Mechanics And Mathematical Methods ◽

10.31650/2618-0650-2021-3-1-72-82 ◽

2021 ◽

Vol 3 (1) ◽

pp. 72-82

Author(s):

M. Bekirova ◽

Keyword(s):

Reinforced Concrete ◽

Strain State ◽

External Environment ◽

Reinforced Concrete Structures ◽

Term Strength ◽

Aggressive Environment ◽

Theory Of Aging ◽

The Impact ◽

Concrete Elements

Problems associated with the joint long-term action of load and aggressive environment, both in limiting and over-limiting states, are studied bad. Such a combination leads to degradation of materials and changes in the stress-strain state of reinforced concrete structures over time. In case of joint action, they can have mutually increasing damaging effect. Among the many environmental influences encountered, the most aggressive in relation to concrete on cement binder is the impact of sulfates, and in relation to steel reinforcement – the impact of chlorides. It is shown that the stress-strain state of reinforced concrete compressed elements with regard to creep and influence of aggressive environment is formed in time. The deformation in concrete and reinforced concrete compressed elements depends on the stress level. If the stresses are less than the long-term strength, the deformations in time are attenuated, when the stresses in concrete are greater than the long-term strength, the deformations increase. Reinforcement restrains deformations in concrete, while corrosive medium increases creep deformations. When solving these problems we encounter internally statically indeterminate systems.

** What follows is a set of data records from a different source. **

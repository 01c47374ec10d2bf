use std::collections::BTreeMap;
use std::fmt;

/// Broad routing value used by the account and match families
#[derive(Debug, Clone, PartialEq, Eq, Hash)]
pub struct Region(String);

/// Narrow routing value used by the league and mastery families
#[derive(Debug, Clone, PartialEq, Eq, Hash)]
pub struct Platform(String);

impl Region {
    pub fn new(value: impl Into<String>) -> Self {
        Self(value.into().trim().to_lowercase())
    }

    pub fn as_str(&self) -> &str {
        &self.0
    }
}

impl Platform {
    pub fn new(value: impl Into<String>) -> Self {
        Self(value.into().trim().to_lowercase())
    }

    pub fn as_str(&self) -> &str {
        &self.0
    }
}

/// Host the request is sent to
#[derive(Debug, Clone, PartialEq, Eq, Hash)]
pub enum Routing {
    Region(Region),
    Platform(Platform),
}

impl Routing {
    pub fn host(&self) -> &str {
        match self {
            Routing::Region(r) => r.as_str(),
            Routing::Platform(p) => p.as_str(),
        }
    }
}

impl fmt::Display for Routing {
    fn fmt(&self, f: &mut fmt::Formatter<'_>) -> fmt::Result {
        f.write_str(self.host())
    }
}

/// Deterministic identity of a request, used as the cache key.
///
/// Parameters are sorted by name so logically identical requests collide.
/// Names and values are percent-encoded so distinct parameter sets never do.
#[derive(Debug, Clone, PartialEq, Eq, Hash, PartialOrd, Ord)]
pub struct RequestKey(String);

impl RequestKey {
    pub fn new(routing: &Routing, path: &str, params: &BTreeMap<String, String>) -> Self {
        let mut key = format!("{}:{}", routing.host(), path);
        if !params.is_empty() {
            let query: Vec<String> = params
                .iter()
                .map(|(k, v)| format!("{}={}", urlencoding::encode(k), urlencoding::encode(v)))
                .collect();
            key.push('?');
            key.push_str(&query.join("&"));
        }
        Self(key)
    }

    pub fn as_str(&self) -> &str {
        &self.0
    }
}

impl fmt::Display for RequestKey {
    fn fmt(&self, f: &mut fmt::Formatter<'_>) -> fmt::Result {
        f.write_str(&self.0)
    }
}

/// A fully specified API call
#[derive(Debug, Clone, PartialEq, Eq)]
pub struct ApiRequest {
    pub routing: Routing,
    /// Path with identifiers already substituted and escaped
    pub path: String,
    pub params: BTreeMap<String, String>,
}

impl ApiRequest {
    pub fn new(routing: Routing, path: impl Into<String>) -> Self {
        Self {
            routing,
            path: path.into(),
            params: BTreeMap::new(),
        }
    }

    pub fn param(mut self, name: &str, value: impl ToString) -> Self {
        self.params.insert(name.trim().to_string(), value.to_string());
        self
    }

    pub fn param_opt(self, name: &str, value: Option<impl ToString>) -> Self {
        match value {
            Some(v) => self.param(name, v),
            None => self,
        }
    }

    pub fn key(&self) -> RequestKey {
        RequestKey::new(&self.routing, &self.path, &self.params)
    }

    pub fn url(&self, base_url_template: &str) -> String {
        format!(
            "{}{}",
            base_url_template.replace("{host}", self.routing.host()),
            self.path
        )
    }

    pub fn query(&self) -> Vec<(String, String)> {
        self.params
            .iter()
            .map(|(k, v)| (k.clone(), v.clone()))
            .collect()
    }
}

/// Bounds for a match-id listing
#[derive(Debug, Clone, Default, PartialEq, Eq)]
pub struct MatchListQuery {
    pub count: u32,
    pub start: Option<u32>,
    /// Epoch seconds, inclusive
    pub start_time: Option<i64>,
    /// Epoch seconds, inclusive
    pub end_time: Option<i64>,
    pub queue: Option<i64>,
}

/// Account-V1: Riot ID to account
pub fn account_by_riot_id(region: &Region, game_name: &str, tag_line: &str) -> ApiRequest {
    ApiRequest::new(
        Routing::Region(region.clone()),
        format!(
            "/riot/account/v1/accounts/by-riot-id/{}/{}",
            urlencoding::encode(game_name),
            urlencoding::encode(tag_line)
        ),
    )
}

/// Match-V5: match ids played by a puuid, newest first
pub fn match_ids_by_puuid(region: &Region, puuid: &str, query: &MatchListQuery) -> ApiRequest {
    ApiRequest::new(
        Routing::Region(region.clone()),
        format!("/lol/match/v5/matches/by-puuid/{}/ids", urlencoding::encode(puuid)),
    )
    .param("count", query.count.min(100))
    .param_opt("start", query.start)
    .param_opt("startTime", query.start_time)
    .param_opt("endTime", query.end_time)
    .param_opt("queue", query.queue)
}

/// Match-V5: full match detail
pub fn match_detail(region: &Region, match_id: &str) -> ApiRequest {
    ApiRequest::new(
        Routing::Region(region.clone()),
        format!("/lol/match/v5/matches/{}", urlencoding::encode(match_id)),
    )
}

/// Match-V5: per-minute timeline
pub fn match_timeline(region: &Region, match_id: &str) -> ApiRequest {
    ApiRequest::new(
        Routing::Region(region.clone()),
        format!("/lol/match/v5/matches/{}/timeline", urlencoding::encode(match_id)),
    )
}

/// League-V4: ranked entries (one per queue) for a puuid
pub fn league_entries_by_puuid(platform: &Platform, puuid: &str) -> ApiRequest {
    ApiRequest::new(
        Routing::Platform(platform.clone()),
        format!("/lol/league/v4/entries/by-puuid/{}", urlencoding::encode(puuid)),
    )
}

/// Apex tiers that have a single league per queue
#[derive(Debug, Clone, Copy, PartialEq, Eq)]
pub enum ApexTier {
    Challenger,
    Grandmaster,
    Master,
}

impl ApexTier {
    pub fn as_str(&self) -> &'static str {
        match self {
            ApexTier::Challenger => "CHALLENGER",
            ApexTier::Grandmaster => "GRANDMASTER",
            ApexTier::Master => "MASTER",
        }
    }

    fn path_segment(&self) -> &'static str {
        match self {
            ApexTier::Challenger => "challengerleagues",
            ApexTier::Grandmaster => "grandmasterleagues",
            ApexTier::Master => "masterleagues",
        }
    }
}

/// League-V4: standings of an apex league
pub fn apex_league(platform: &Platform, tier: ApexTier, queue: &str) -> ApiRequest {
    ApiRequest::new(
        Routing::Platform(platform.clone()),
        format!(
            "/lol/league/v4/{}/by-queue/{}",
            tier.path_segment(),
            urlencoding::encode(queue)
        ),
    )
}

/// Champion-Mastery-V4: mastery entries for a puuid
pub fn champion_mastery(platform: &Platform, puuid: &str) -> ApiRequest {
    ApiRequest::new(
        Routing::Platform(platform.clone()),
        format!(
            "/lol/champion-mastery/v4/champion-masteries/by-puuid/{}",
            urlencoding::encode(puuid)
        ),
    )
}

The degree of static indeterminacy is greater than in the case of calculation of reinforced concrete structures without taking into account the influence of the external environment. When the process of soaking is considered, it is possible to consider the influence of the external environment as not aggressive. A solution to the problem using the theory of elastic heredity has been obtained, but it can be shown that a solution using other theories - the theory of aging or the hereditary theory of aging - is also possible. The above solution is true for reinforced concrete elements exposed to external influences at a sufficiently mature age, which can be considered one year or more from the date of manufacture of the structure.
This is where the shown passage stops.